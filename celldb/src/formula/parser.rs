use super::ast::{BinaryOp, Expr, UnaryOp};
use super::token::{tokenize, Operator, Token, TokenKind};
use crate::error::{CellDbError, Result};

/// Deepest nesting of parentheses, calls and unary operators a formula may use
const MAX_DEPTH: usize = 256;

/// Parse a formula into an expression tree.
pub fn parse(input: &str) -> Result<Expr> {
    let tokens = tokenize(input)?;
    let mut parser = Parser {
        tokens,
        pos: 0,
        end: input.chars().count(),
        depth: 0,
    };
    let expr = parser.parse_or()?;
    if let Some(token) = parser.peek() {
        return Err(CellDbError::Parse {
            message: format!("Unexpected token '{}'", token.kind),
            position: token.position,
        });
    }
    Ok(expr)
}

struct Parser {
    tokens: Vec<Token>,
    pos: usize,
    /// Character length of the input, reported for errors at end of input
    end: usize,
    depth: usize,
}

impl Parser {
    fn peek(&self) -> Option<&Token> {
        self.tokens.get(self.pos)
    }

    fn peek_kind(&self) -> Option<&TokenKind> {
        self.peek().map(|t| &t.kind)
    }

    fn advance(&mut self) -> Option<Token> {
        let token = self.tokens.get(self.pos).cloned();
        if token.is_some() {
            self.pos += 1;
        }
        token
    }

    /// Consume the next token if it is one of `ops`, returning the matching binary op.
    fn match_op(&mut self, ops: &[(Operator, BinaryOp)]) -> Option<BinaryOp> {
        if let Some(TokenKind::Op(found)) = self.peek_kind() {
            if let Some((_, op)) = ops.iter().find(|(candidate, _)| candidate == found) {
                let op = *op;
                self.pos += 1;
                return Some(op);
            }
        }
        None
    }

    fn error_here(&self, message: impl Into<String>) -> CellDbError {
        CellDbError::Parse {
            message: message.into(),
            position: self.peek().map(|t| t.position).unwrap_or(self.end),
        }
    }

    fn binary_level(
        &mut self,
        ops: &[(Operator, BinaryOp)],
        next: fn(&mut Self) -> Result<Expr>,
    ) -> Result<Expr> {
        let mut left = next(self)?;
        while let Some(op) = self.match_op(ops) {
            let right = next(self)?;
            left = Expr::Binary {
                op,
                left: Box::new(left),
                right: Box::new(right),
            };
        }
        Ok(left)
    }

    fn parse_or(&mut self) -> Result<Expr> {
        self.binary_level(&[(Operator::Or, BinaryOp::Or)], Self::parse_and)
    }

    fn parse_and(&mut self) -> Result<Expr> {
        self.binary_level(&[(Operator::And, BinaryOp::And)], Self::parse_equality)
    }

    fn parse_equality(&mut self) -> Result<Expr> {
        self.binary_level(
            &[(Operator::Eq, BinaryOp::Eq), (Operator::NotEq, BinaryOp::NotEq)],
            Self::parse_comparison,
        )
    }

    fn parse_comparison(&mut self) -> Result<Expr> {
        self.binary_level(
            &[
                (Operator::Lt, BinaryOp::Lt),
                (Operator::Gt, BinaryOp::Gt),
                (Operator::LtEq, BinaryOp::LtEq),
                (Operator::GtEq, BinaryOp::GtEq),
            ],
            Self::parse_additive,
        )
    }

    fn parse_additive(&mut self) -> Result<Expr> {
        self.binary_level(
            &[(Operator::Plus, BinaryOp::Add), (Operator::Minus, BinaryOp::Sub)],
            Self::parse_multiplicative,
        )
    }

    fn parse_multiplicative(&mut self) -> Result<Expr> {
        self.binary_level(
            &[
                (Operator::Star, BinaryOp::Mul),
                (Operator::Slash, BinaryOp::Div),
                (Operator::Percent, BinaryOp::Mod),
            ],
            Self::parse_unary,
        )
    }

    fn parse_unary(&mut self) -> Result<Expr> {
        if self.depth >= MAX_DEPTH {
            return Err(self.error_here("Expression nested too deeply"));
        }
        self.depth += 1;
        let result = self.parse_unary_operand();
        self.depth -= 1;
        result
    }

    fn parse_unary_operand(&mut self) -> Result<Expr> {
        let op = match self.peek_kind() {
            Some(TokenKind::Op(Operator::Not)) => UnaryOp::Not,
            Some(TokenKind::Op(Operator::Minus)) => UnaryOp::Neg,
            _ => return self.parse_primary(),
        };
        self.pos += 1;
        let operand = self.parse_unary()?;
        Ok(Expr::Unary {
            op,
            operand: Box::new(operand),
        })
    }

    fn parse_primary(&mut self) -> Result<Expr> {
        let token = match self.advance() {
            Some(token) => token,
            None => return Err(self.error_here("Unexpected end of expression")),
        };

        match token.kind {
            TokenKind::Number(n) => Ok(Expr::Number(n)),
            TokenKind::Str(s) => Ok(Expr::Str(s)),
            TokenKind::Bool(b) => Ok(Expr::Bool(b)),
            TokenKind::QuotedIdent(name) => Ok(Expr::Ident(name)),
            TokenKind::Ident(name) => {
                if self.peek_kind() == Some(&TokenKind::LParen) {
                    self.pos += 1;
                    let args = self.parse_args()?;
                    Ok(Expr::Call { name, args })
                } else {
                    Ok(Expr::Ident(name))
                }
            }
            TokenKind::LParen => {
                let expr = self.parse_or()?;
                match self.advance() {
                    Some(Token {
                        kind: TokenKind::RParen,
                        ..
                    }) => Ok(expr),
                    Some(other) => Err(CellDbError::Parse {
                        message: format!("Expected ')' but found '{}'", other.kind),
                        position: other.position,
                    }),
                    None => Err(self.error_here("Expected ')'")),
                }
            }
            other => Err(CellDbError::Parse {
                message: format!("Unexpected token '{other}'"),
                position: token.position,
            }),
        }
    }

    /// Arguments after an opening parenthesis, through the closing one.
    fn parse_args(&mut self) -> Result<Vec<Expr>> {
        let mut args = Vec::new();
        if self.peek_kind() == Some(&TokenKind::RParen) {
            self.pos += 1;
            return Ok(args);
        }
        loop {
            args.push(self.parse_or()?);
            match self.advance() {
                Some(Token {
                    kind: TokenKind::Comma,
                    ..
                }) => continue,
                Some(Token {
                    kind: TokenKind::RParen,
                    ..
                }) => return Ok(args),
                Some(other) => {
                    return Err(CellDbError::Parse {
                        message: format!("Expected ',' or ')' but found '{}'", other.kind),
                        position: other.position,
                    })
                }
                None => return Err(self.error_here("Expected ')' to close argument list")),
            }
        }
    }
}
==
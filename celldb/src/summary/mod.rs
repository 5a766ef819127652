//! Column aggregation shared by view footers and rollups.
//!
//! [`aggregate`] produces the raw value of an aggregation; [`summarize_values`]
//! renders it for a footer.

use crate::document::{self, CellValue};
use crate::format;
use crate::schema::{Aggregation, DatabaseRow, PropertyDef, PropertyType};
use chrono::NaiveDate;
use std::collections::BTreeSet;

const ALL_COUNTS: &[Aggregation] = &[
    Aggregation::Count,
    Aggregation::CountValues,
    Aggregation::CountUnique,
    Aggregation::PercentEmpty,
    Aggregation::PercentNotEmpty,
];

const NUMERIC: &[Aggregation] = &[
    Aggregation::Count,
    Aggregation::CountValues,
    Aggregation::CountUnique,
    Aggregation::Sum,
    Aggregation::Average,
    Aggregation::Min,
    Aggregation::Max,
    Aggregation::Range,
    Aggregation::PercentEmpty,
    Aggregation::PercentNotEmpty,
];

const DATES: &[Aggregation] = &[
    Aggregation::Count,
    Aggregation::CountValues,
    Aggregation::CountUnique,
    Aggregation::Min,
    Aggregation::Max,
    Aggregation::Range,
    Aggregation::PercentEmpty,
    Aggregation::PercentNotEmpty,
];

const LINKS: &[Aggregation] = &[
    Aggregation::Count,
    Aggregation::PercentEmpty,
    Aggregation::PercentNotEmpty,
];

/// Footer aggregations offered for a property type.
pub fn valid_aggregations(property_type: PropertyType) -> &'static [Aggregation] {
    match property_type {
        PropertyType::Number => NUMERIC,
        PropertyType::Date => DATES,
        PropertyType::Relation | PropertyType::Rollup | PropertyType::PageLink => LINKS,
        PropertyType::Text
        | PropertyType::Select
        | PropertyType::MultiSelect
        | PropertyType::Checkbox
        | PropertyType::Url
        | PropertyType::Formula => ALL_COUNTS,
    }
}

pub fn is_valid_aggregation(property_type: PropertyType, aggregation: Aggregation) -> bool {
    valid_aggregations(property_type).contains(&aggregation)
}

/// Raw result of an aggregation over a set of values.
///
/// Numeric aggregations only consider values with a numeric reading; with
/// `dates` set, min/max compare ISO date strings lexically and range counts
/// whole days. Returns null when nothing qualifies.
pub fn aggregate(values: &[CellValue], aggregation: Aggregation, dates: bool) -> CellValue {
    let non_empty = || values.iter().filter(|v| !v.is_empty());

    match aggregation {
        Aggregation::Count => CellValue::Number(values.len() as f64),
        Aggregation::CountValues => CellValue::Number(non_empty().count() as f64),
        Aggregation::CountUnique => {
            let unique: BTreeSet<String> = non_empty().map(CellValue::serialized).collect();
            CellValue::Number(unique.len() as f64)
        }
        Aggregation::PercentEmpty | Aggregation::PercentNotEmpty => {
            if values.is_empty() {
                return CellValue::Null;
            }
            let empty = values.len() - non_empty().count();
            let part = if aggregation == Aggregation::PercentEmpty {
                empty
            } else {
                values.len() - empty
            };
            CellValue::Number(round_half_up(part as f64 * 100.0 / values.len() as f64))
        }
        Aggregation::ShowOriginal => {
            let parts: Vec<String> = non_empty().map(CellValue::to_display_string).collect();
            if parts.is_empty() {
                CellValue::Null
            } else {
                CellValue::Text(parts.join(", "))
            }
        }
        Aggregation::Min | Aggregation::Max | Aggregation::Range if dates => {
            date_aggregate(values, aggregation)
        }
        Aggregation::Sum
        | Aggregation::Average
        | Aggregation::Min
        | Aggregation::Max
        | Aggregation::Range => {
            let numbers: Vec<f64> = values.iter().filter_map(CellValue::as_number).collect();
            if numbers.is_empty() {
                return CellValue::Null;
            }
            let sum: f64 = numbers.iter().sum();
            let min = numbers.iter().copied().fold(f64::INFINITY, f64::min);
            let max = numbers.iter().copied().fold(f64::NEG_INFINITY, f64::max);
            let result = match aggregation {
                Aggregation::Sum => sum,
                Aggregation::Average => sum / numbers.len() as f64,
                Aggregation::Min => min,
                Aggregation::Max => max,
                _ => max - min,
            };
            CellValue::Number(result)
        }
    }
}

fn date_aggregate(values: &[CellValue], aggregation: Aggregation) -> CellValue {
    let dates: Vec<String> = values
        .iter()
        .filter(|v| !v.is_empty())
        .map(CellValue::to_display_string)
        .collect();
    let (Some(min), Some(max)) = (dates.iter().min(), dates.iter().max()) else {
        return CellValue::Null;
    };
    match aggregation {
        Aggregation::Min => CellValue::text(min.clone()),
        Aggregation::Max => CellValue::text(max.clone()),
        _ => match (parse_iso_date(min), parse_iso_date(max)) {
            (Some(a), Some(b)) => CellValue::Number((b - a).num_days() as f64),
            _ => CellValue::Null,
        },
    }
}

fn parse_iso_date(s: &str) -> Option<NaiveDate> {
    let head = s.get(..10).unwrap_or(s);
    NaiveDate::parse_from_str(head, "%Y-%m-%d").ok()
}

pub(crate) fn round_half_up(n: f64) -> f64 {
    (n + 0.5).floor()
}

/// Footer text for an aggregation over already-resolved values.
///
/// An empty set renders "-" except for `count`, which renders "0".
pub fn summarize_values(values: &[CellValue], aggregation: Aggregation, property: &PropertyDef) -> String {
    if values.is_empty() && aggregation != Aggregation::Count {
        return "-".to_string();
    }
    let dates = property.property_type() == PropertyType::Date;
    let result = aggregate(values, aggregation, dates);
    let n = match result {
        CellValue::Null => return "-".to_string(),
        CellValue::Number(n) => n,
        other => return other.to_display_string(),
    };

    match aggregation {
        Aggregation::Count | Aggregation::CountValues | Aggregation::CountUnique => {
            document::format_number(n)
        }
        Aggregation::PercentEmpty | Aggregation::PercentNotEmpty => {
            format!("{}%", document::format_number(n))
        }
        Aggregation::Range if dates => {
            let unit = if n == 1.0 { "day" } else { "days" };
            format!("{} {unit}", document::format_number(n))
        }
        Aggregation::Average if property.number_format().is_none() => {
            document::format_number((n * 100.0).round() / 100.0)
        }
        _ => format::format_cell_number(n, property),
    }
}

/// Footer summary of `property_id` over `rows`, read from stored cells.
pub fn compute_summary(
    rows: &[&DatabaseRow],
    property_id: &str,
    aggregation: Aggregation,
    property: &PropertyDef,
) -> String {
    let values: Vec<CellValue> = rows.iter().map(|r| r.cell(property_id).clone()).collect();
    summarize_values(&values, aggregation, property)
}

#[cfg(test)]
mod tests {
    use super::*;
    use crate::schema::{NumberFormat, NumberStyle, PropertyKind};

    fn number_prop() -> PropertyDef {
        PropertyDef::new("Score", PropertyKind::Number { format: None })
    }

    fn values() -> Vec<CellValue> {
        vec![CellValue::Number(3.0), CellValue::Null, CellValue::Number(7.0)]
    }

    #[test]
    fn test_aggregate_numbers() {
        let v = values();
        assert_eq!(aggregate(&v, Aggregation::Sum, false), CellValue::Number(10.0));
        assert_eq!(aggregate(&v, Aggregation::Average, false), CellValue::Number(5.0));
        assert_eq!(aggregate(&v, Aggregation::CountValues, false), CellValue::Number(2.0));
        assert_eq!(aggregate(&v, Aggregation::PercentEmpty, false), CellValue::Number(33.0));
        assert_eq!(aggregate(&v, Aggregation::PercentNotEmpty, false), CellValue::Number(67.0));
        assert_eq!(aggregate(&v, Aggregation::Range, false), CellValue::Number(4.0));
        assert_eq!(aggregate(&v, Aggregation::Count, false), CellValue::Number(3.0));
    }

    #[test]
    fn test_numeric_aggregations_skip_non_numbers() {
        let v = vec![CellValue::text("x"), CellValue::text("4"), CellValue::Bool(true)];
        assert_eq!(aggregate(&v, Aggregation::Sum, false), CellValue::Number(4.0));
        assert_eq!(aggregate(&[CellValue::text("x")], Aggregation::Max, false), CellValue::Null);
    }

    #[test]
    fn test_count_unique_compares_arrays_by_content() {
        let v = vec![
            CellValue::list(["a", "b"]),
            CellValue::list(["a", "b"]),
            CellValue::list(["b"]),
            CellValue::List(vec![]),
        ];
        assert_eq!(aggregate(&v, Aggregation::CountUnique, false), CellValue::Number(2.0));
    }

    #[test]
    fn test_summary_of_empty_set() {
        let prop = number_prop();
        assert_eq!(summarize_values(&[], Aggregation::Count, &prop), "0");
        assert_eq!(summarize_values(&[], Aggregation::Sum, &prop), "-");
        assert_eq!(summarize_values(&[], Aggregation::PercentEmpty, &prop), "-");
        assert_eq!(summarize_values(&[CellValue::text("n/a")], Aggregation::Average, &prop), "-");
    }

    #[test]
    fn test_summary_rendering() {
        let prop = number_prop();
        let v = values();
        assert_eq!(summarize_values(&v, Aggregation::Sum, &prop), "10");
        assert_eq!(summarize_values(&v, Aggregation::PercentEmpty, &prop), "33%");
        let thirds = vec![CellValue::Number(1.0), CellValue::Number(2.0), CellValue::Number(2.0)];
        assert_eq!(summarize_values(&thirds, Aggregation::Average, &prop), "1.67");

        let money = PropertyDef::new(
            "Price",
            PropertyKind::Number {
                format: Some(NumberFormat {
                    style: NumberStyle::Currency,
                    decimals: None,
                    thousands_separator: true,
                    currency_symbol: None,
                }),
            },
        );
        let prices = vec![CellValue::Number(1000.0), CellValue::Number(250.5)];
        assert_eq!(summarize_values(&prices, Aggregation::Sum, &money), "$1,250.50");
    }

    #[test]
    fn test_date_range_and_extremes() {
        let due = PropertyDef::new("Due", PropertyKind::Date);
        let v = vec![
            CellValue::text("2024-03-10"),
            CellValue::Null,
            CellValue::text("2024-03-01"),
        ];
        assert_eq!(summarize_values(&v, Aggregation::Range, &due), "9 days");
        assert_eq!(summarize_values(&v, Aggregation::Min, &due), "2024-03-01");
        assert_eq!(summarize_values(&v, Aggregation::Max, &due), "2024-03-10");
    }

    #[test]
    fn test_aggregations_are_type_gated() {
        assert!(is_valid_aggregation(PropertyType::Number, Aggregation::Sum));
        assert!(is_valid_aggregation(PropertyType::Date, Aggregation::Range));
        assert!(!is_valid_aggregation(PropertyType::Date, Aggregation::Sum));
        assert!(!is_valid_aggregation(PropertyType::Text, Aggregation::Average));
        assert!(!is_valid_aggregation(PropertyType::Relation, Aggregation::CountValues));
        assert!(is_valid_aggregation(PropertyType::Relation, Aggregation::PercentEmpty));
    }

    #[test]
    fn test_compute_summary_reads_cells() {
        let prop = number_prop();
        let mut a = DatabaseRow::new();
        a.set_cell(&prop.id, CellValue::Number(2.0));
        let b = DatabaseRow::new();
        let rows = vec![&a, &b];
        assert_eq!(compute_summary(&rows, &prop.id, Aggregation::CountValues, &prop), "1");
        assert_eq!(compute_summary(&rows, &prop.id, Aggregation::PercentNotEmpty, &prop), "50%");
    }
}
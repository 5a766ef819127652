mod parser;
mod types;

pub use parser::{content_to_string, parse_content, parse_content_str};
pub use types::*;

WHAT THE TASK REQUIRES
Every line of the listing that includes the word "RParen" belongs in the answer.

WRITTEN ANSWER
                        kind: TokenKind::RParen,
        if self.peek_kind() == Some(&TokenKind::RParen) {
                    kind: TokenKind::RParen,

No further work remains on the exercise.